===== PROVIDED INFORMATION
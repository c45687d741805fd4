use std::{sync::Arc, time::Duration};

use festslot_shared::{AudioCue, Notification, SessionView, SpinError, SpinResult};
use parking_lot::Mutex;
use tokio::{sync::watch, task::JoinHandle, task::JoinSet, time::sleep};
use tracing::{debug, info, warn};

use crate::{
    audio::{self, AudioSink, SilentAudio},
    config::MachineConfig,
    notify::{LogNotifier, Notifier},
    paytable::Win,
    reel::{sample_strip, Reel, ReelStop, REEL_COUNT},
    rng::{EntropyRandom, RandomSource},
    session::Session,
};

/// Result of one completed spin cycle.
#[derive(Debug, Clone, Copy, PartialEq, Eq)]
pub struct SpinOutcome {
    pub stops: [ReelStop; REEL_COUNT],
    pub win: Option<Win>,
    pub balance: u64,
}

impl SpinOutcome {
    pub fn payout(&self) -> u64 {
        self.win.map(|w| w.payout).unwrap_or(0)
    }

    pub fn centers(&self) -> [u8; REEL_COUNT] {
        self.stops.map(|s| s.center())
    }
}

/// Handle on an accepted spin. Dropping it does not stop the cycle.
pub struct SpinTicket {
    handle: JoinHandle<SpinResult<SpinOutcome>>,
}

impl SpinTicket {
    pub async fn settled(self) -> SpinResult<SpinOutcome> {
        self.handle.await.map_err(|_| SpinError::Interrupted)?
    }
}

struct State {
    session: Session,
    rng: Box<dyn RandomSource>,
}

struct Shared {
    config: MachineConfig,
    state: Mutex<State>,
    notifier: Arc<dyn Notifier>,
    audio: Arc<dyn AudioSink>,
    view_tx: watch::Sender<SessionView>,
}

impl Shared {
    fn publish(&self, session: &Session) {
        self.view_tx.send_replace(session.view());
    }

    fn stop_reel(&self, reel: usize) -> ReelStop {
        let mut st = self.state.lock();
        let State { session, rng } = &mut *st;
        let stop = ReelStop {
            reel,
            symbols: sample_strip(rng.as_mut()),
        };
        session.commit_stop(&stop);
        self.publish(session);
        debug!(reel, center = stop.center(), "reel stopped");
        stop
    }

    fn abandon_cycle(&self) {
        let mut st = self.state.lock();
        st.session.abort();
        self.publish(&st.session);
    }
}

/// The reel spin controller.
///
/// Cheap to clone; clones drive the same machine. `spin` spawns onto the
/// current Tokio runtime, so it must be called from within one.
#[derive(Clone)]
pub struct SlotMachine {
    shared: Arc<Shared>,
}

impl SlotMachine {
    pub fn new(
        config: MachineConfig,
        mut rng: Box<dyn RandomSource>,
        notifier: Arc<dyn Notifier>,
        audio: Arc<dyn AudioSink>,
    ) -> Self {
        let reels = std::array::from_fn(|_| Reel::random(rng.as_mut()));
        let session = Session::new(config.starting_balance, reels);
        let (view_tx, _) = watch::channel(session.view());
        Self {
            shared: Arc::new(Shared {
                config,
                state: Mutex::new(State { session, rng }),
                notifier,
                audio,
                view_tx,
            }),
        }
    }

    /// OS randomness, notifications to the log, no sound.
    pub fn with_defaults(config: MachineConfig) -> Self {
        Self::new(
            config,
            Box::new(EntropyRandom::new()),
            Arc::new(LogNotifier),
            Arc::new(SilentAudio),
        )
    }

    pub fn config(&self) -> &MachineConfig {
        &self.shared.config
    }

    pub fn view(&self) -> SessionView {
        self.shared.state.lock().session.view()
    }

    pub fn subscribe(&self) -> watch::Receiver<SessionView> {
        self.shared.view_tx.subscribe()
    }

    pub fn balance(&self) -> u64 {
        self.shared.state.lock().session.balance()
    }

    pub fn is_spinning(&self) -> bool {
        self.shared.state.lock().session.is_spinning()
    }

    /// Starts a spin cycle.
    ///
    /// Rejected with `AlreadySpinning` (silently) while a cycle is running and
    /// with `InsufficientCredits` (plus a destructive notification) when the
    /// balance cannot cover the cost. A rejected spin changes nothing.
    pub fn spin(&self) -> SpinResult<SpinTicket> {
        let shared = &self.shared;
        let cost = shared.config.spin_cost;
        let accepted = {
            let mut st = shared.state.lock();
            let State { session, rng } = &mut *st;
            session.begin_spin(cost).map(|()| {
                let delays: Vec<Duration> = (0..REEL_COUNT)
                    .map(|reel| shared.config.timing.stop_delay(reel, rng.as_mut()))
                    .collect();
                shared.publish(session);
                (delays, session.balance())
            })
        };
        let (delays, balance) = match accepted {
            Ok(v) => v,
            Err(e) => {
                if let SpinError::InsufficientCredits { balance, .. } = e {
                    info!(balance, cost, "spin rejected: not enough credits");
                    shared
                        .notifier
                        .notify(Notification::insufficient_credits(cost));
                } else {
                    debug!("spin ignored: already spinning");
                }
                return Err(e);
            }
        };

        info!(balance, ?delays, "spin accepted");
        audio::trigger(shared.audio.as_ref(), AudioCue::SpinStart);

        let handle = tokio::spawn(run_cycle(shared.clone(), delays));
        Ok(SpinTicket { handle })
    }

    /// Adds the variant's top-up amount. Always succeeds, even mid-spin.
    pub fn add_credits(&self) -> u64 {
        let shared = &self.shared;
        let amount = shared.config.top_up;
        let balance = {
            let mut st = shared.state.lock();
            st.session.add_credits(amount);
            shared.publish(&st.session);
            st.session.balance()
        };
        info!(amount, balance, "credits added");
        shared.notifier.notify(Notification::credits_added(amount));
        balance
    }
}

async fn run_cycle(shared: Arc<Shared>, delays: Vec<Duration>) -> SpinResult<SpinOutcome> {
    let mut reels = JoinSet::new();
    for (reel, delay) in delays.into_iter().enumerate() {
        let shared = shared.clone();
        reels.spawn(async move {
            sleep(delay).await;
            shared.stop_reel(reel)
        });
    }

    // Evaluate only once every reel has reported, whatever order they land in.
    let mut landed: [Option<ReelStop>; REEL_COUNT] = [None; REEL_COUNT];
    while let Some(res) = reels.join_next().await {
        match res {
            Ok(stop) => landed[stop.reel] = Some(stop),
            Err(e) => warn!(error = %e, "reel stop task failed"),
        }
    }
    let stops = match landed {
        [Some(a), Some(b), Some(c)] => [a, b, c],
        _ => {
            shared.abandon_cycle();
            return Err(SpinError::Interrupted);
        }
    };

    sleep(shared.config.timing.settle()).await;

    let win = shared
        .config
        .paytable
        .evaluate(&shared.config.catalog, &stops);
    let balance = {
        let mut st = shared.state.lock();
        st.session.evaluate(win);
        shared.publish(&st.session);
        st.session.finish();
        shared.publish(&st.session);
        st.session.balance()
    };

    let centers = stops.map(|s| s.center());
    match win {
        Some(w) => {
            info!(?centers, symbol = w.symbol, payout = w.payout, balance, "winner");
            audio::trigger(shared.audio.as_ref(), AudioCue::Win);
            shared.notifier.notify(Notification::winner(w.payout));
        }
        None => debug!(?centers, balance, "no win"),
    }

    Ok(SpinOutcome {
        stops,
        win,
        balance,
    })
}
use festslot_shared::{AudioCue, AudioError};
use tracing::warn;

/// Fire-and-forget sound output.
pub trait AudioSink: Send + Sync {
    /// Move the cue's playback position back to the start.
    fn rewind(&self, cue: AudioCue);
    fn play(&self, cue: AudioCue) -> Result<(), AudioError>;
}

pub struct SilentAudio;

impl AudioSink for SilentAudio {
    fn rewind(&self, _cue: AudioCue) {}

    fn play(&self, _cue: AudioCue) -> Result<(), AudioError> {
        Ok(())
    }
}

/// Rewind then play. Failures are logged and dropped.
pub fn trigger(sink: &dyn AudioSink, cue: AudioCue) {
    sink.rewind(cue);
    if let Err(e) = sink.play(cue) {
        warn!(?cue, error = %e, "error playing sound");
    }
}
==========
◆ **PROMPT**:
Your task is to output the full set of records exactly as presented.

◆ **EXPECTED OUTPUT**:
repository c45687d741805fd4
use std::{sync::Arc, time::Duration};

use festslot_shared::{AudioCue, Notification, SessionView, SpinError, SpinResult};
use parking_lot::Mutex;
use tokio::{sync::watch, task::JoinHandle, task::JoinSet, time::sleep};
use tracing::{debug, info, warn};

use crate::{
    audio::{self, AudioSink, SilentAudio},
    config::MachineConfig,
    notify::{LogNotifier, Notifier},
    paytable::Win,
    reel::{sample_strip, Reel, ReelStop, REEL_COUNT},
    rng::{EntropyRandom, RandomSource},
    session::Session,
};

/// Result of one completed spin cycle.
#[derive(Debug, Clone, Copy, PartialEq, Eq)]
pub struct SpinOutcome {
    pub stops: [ReelStop; REEL_COUNT],
    pub win: Option<Win>,
    pub balance: u64,
}

impl SpinOutcome {
    pub fn payout(&self) -> u64 {
        self.win.map(|w| w.payout).unwrap_or(0)
    }

    pub fn centers(&self) -> [u8; REEL_COUNT] {
        self.stops.map(|s| s.center())
    }
}

/// Handle on an accepted spin. Dropping it does not stop the cycle.
pub struct SpinTicket {
    handle: JoinHandle<SpinResult<SpinOutcome>>,
}

impl SpinTicket {
    pub async fn settled(self) -> SpinResult<SpinOutcome> {
        self.handle.await.map_err(|_| SpinError::Interrupted)?
    }
}

struct State {
    session: Session,
    rng: Box<dyn RandomSource>,
}

struct Shared {
    config: MachineConfig,
    state: Mutex<State>,
    notifier: Arc<dyn Notifier>,
    audio: Arc<dyn AudioSink>,
    view_tx: watch::Sender<SessionView>,
}

impl Shared {
    fn publish(&self, session: &Session) {
        self.view_tx.send_replace(session.view());
    }

    fn stop_reel(&self, reel: usize) -> ReelStop {
        let mut st = self.state.lock();
        let State { session, rng } = &mut *st;
        let stop = ReelStop {
            reel,
            symbols: sample_strip(rng.as_mut()),
        };
        session.commit_stop(&stop);
        self.publish(session);
        debug!(reel, center = stop.center(), "reel stopped");
        stop
    }

    fn abandon_cycle(&self) {
        let mut st = self.state.lock();
        st.session.abort();
        self.publish(&st.session);
    }
}

/// The reel spin controller.
///
/// Cheap to clone; clones drive the same machine. `spin` spawns onto the
/// current Tokio runtime, so it must be called from within one.
#[derive(Clone)]
pub struct SlotMachine {
    shared: Arc<Shared>,
}

impl SlotMachine {
    pub fn new(
        config: MachineConfig,
        mut rng: Box<dyn RandomSource>,
        notifier: Arc<dyn Notifier>,
        audio: Arc<dyn AudioSink>,
    ) -> Self {
        let reels = std::array::from_fn(|_| Reel::random(rng.as_mut()));
        let session = Session::new(config.starting_balance, reels);
        let (view_tx, _) = watch::channel(session.view());
        Self {
            shared: Arc::new(Shared {
                config,
                state: Mutex::new(State { session, rng }),
                notifier,
                audio,
                view_tx,
            }),
        }
    }

    /// OS randomness, notifications to the log, no sound.
    pub fn with_defaults(config: MachineConfig) -> Self {
        Self::new(
            config,
            Box::new(EntropyRandom::new()),
            Arc::new(LogNotifier),
            Arc::new(SilentAudio),
        )
    }

    pub fn config(&self) -> &MachineConfig {
        &self.shared.config
    }

    pub fn view(&self) -> SessionView {
        self.shared.state.lock().session.view()
    }

    pub fn subscribe(&self) -> watch::Receiver<SessionView> {
        self.shared.view_tx.subscribe()
    }

    pub fn balance(&self) -> u64 {
        self.shared.state.lock().session.balance()
    }

    pub fn is_spinning(&self) -> bool {
        self.shared.state.lock().session.is_spinning()
    }

    /// Starts a spin cycle.
    ///
    /// Rejected with `AlreadySpinning` (silently) while a cycle is running and
    /// with `InsufficientCredits` (plus a destructive notification) when the
    /// balance cannot cover the cost. A rejected spin changes nothing.
    pub fn spin(&self) -> SpinResult<SpinTicket> {
        let shared = &self.shared;
        let cost = shared.config.spin_cost;
        let accepted = {
            let mut st = shared.state.lock();
            let State { session, rng } = &mut *st;
            session.begin_spin(cost).map(|()| {
                let delays: Vec<Duration> = (0..REEL_COUNT)
                    .map(|reel| shared.config.timing.stop_delay(reel, rng.as_mut()))
                    .collect();
                shared.publish(session);
                (delays, session.balance())
            })
        };
        let (delays, balance) = match accepted {
            Ok(v) => v,
            Err(e) => {
                if let SpinError::InsufficientCredits { balance, .. } = e {
                    info!(balance, cost, "spin rejected: not enough credits");
                    shared
                        .notifier
                        .notify(Notification::insufficient_credits(cost));
                } else {
                    debug!("spin ignored: already spinning");
                }
                return Err(e);
            }
        };

        info!(balance, ?delays, "spin accepted");
        audio::trigger(shared.audio.as_ref(), AudioCue::SpinStart);

        let handle = tokio::spawn(run_cycle(shared.clone(), delays));
        Ok(SpinTicket { handle })
    }

    /// Adds the variant's top-up amount. Always succeeds, even mid-spin.
    pub fn add_credits(&self) -> u64 {
        let shared = &self.shared;
        let amount = shared.config.top_up;
        let balance = {
            let mut st = shared.state.lock();
            st.session.add_credits(amount);
            shared.publish(&st.session);
            st.session.balance()
        };
        info!(amount, balance, "credits added");
        shared.notifier.notify(Notification::credits_added(amount));
        balance
    }
}

async fn run_cycle(shared: Arc<Shared>, delays: Vec<Duration>) -> SpinResult<SpinOutcome> {
    let mut reels = JoinSet::new();
    for (reel, delay) in delays.into_iter().enumerate() {
        let shared = shared.clone();
        reels.spawn(async move {
            sleep(delay).await;
            shared.stop_reel(reel)
        });
    }

    // Evaluate only once every reel has reported, whatever order they land in.
    let mut landed: [Option<ReelStop>; REEL_COUNT] = [None; REEL_COUNT];
    while let Some(res) = reels.join_next().await {
        match res {
            Ok(stop) => landed[stop.reel] = Some(stop),
            Err(e) => warn!(error = %e, "reel stop task failed"),
        }
    }
    let stops = match landed {
        [Some(a), Some(b), Some(c)] => [a, b, c],
        _ => {
            shared.abandon_cycle();
            return Err(SpinError::Interrupted);
        }
    };

    sleep(shared.config.timing.settle()).await;

    let win = shared
        .config
        .paytable
        .evaluate(&shared.config.catalog, &stops);
    let balance = {
        let mut st = shared.state.lock();
        st.session.evaluate(win);
        shared.publish(&st.session);
        st.session.finish();
        shared.publish(&st.session);
        st.session.balance()
    };

    let centers = stops.map(|s| s.center());
    match win {
        Some(w) => {
            info!(?centers, symbol = w.symbol, payout = w.payout, balance, "winner");
            audio::trigger(shared.audio.as_ref(), AudioCue::Win);
            shared.notifier.notify(Notification::winner(w.payout));
        }
        None => debug!(?centers, balance, "no win"),
    }

    Ok(SpinOutcome {
        stops,
        win,
        balance,
    })
}
use festslot_shared::{AudioCue, AudioError};
use tracing::warn;

/// Fire-and-forget sound output.
pub trait AudioSink: Send + Sync {
    /// Move the cue's playback position back to the start.
    fn rewind(&self, cue: AudioCue);
    fn play(&self, cue: AudioCue) -> Result<(), AudioError>;
}

pub struct SilentAudio;

impl AudioSink for SilentAudio {
    fn rewind(&self, _cue: AudioCue) {}

    fn play(&self, _cue: AudioCue) -> Result<(), AudioError> {
        Ok(())
    }
}

/// Rewind then play. Failures are logged and dropped.
pub fn trigger(sink: &dyn AudioSink, cue: AudioCue) {
    sink.rewind(cue);
    if let Err(e) = sink.play(cue) {
        warn!(?cue, error = %e, "error playing sound");
    }
}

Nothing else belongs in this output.